[Recorded data]
□ □ □ □ □ □ □

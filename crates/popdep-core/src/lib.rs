//! # popdep-core: Department Population Table
//!
//! Turns the INSEE "estimation de population par département" CSV into
//! structured department records and answers the two lookups the API
//! serves: list every department, and fetch one by code.
//!
//! ## Pipeline
//!
//! ```text
//! CSV (';', two header rows)
//!   → header::repair_header      forward-fill the group row
//!   → table::PopulationTable     resolve column layout, keep raw rows
//!   → query                      list / find by code, on demand
//!   → record::DepartmentRecord   nested JSON shape
//! ```
//!
//! ## Crate Policy
//!
//! - The table is immutable once loaded. There is no write path.
//! - Records are derived per call from the raw row; nothing is cached.
//! - Unparseable numeric cells become `None`, never an error.
//! - No `panic!()` or `.unwrap()` outside tests.

pub mod error;
pub mod header;
pub mod number;
pub mod query;
pub mod record;
pub mod summary;
pub mod table;

pub use error::PopulationError;
pub use header::{repair_header, ColumnLabel, DEPARTMENTS_GROUP};
pub use number::clean_number;
pub use query::{is_listed_code, SPECIAL_CODES};
pub use record::{AgeBracket, AgeBreakdown, DepartmentRecord, PopulationGroup};
pub use summary::{aggregate, FRANCE_ID, FRANCE_NAME};
pub use table::PopulationTable;
//! # popdep-api: Binary Entry Point
//!
//! Loads the population CSV, then starts the Axum HTTP server.
//! A table that fails to load stops the process before it binds.

use anyhow::Context;
use popdep_api::config::AppConfig;
use popdep_api::middleware::tracing_layer;
use popdep_api::state::AppState;

#[tokio::main]
async fn main() -> anyhow::Result<()> {
    let config = AppConfig::from_env().context("invalid configuration")?;

    tracing_layer::init(config.log_format);

    tracing::info!(path = %config.data_path.display(), "loading population table");

    let state = AppState::load(config).context("population table load failed")?;

    tracing::info!(
        rows = state.table.len(),
        departments = state.table.listed_count(),
        "population table loaded"
    );

    let addr = state.config.socket_addr();
    let app = popdep_api::app(state);

    let listener = tokio::net::TcpListener::bind(addr)
        .await
        .with_context(|| format!("cannot bind {addr}"))?;
    tracing::info!("popdep API listening on {}", addr);

    axum::serve(listener, app).await?;

    Ok(())
}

□ □ □ □ □ □ □

- _TASK TO CARRY OUT_: Go through the entries and filter for lines holding the word "header"; copy each match.

- _OUTPUT FOR THIS TASK_:
//! CSV (';', two header rows)
//!   → header::repair_header      forward-fill the group row
pub mod header;
pub use header::{repair_header, ColumnLabel, DEPARTMENTS_GROUP};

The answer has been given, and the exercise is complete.